The world's first Linux Internet-worm has been reported "in-the-wild"
Cambridge, UK, January 25, 2001 - Kaspersky Lab, an international
data-security software-development company, last week warned users about
the real threat posed by the Ramen Internet-worm. According to recent
reports, the worm has already caused several incidents of Web sites in
different parts of the world being defaced; therefore, Ramen has become
the first malicious code for Linux that has been detected "in-the-wild".
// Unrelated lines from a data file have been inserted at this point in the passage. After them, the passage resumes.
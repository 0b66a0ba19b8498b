//! wo - workload-orchestration provisioning CLI
//!
//! Creates the context, schema, solution template and target chain on the
//! `Microsoft.Edge` provider and drives the target lifecycle.

use std::process::ExitCode;

use clap::Parser;
use tracing_subscriber::{EnvFilter, fmt, prelude::*};

use wo::Result;
use wo::app::AppContext;
use wo::cli::{Cli, Commands, OutputFormat};

fn main() -> ExitCode {
    let cli = Cli::parse();
    init_tracing(&cli);

    match run(&cli) {
        Ok(()) => ExitCode::SUCCESS,
        Err(e) => {
            if cli.output_format() == OutputFormat::Json {
                let error_json = wo::cli::output::robot_error(&e);
                println!("{}", serde_json::to_string(&error_json).unwrap_or_default());
            } else {
                eprintln!("Error: {e}");
                if matches!(e, wo::WoError::Auth(_)) {
                    eprintln!();
                    eprintln!("{}", wo::auth::AUTH_SETUP_HINT);
                }
            }
            ExitCode::FAILURE
        }
    }
}

fn run(cli: &Cli) -> Result<()> {
    if let Commands::Completions(args) = &cli.command {
        return wo::cli::commands::completions::run(args);
    }
    let ctx = AppContext::from_cli(cli)?;
    wo::cli::commands::run(&ctx, &cli.command)
}

fn init_tracing(cli: &Cli) {
    if cli.quiet {
        return;
    }

    let filter = match cli.verbose {
        0 => "warn,wo=info",
        1 => "info,wo=debug",
        2 => "debug,wo=trace",
        _ => "trace",
    };

    let env_filter = EnvFilter::try_from_default_env().unwrap_or_else(|_| EnvFilter::new(filter));

    if cli.robot {
        tracing_subscriber::registry()
            .with(env_filter)
            .with(fmt::layer().json().with_writer(std::io::stderr))
            .init();
    } else {
        tracing_subscriber::registry()
            .with(env_filter)
            .with(fmt::layer().with_writer(std::io::stderr))
            .init();
    }
}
Ramen was originally discovered in the middle of January 2001, it has the
ability to spread via the Internet and penetrates systems running Red Hat
Linux versions 6.2 and 7.0. In order to gain access to a computer, the
worm exploits three known security breaches in these particular operating
systems. These breaches allow Ramen to take over the root access rights
and unbeknownst to the user, execute its code on the target systems.
During the past several days, Kaspersky Lab has received confirmation of
Ramen penetrating into several corporate networks. Among them are the
National Aeronautics and Space Administration (NASA), Texas A&M
University, and Taiwan-based computer hardware manufacturer Supermicro.
These organisations’ Web sites have been attacked by a worm causing the
Web sites' title pages to appear as follows:
Hackers looooooooooooooooove Noodles
"The discovery of the Ramen worm ’in-the-wild’ is a very significant
moment in computer history. Previously considered as an absolutely secured
operating system, Linux now has become yet another victim to computer
malware," said Denis Zenkin, Head of Corporate Communications for
Kaspersky Lab. During the past 8 years since Linux was first developed,
there have been discovered about 50 malicious programs for this operating
system, but none of them had yet to be sighted "in-the-wild."
It is important to emphasise that the aforementioned security breaches
were discovered more than half a year ago. Right after this, Red Hat Linux
developers immediately released corresponding security patches
eliminating the problem. "The fact that Ramen penetrated into several
respected organisations, including NASA, shows that even the most
professional network engineers don't pay enough attention to timely
installation of security patches in order to protect their systems. This
worries us most, as neglecting basic enterprise security rules can
stimulate hackers to develop malicious code for Linux," adds Denis Zenkin.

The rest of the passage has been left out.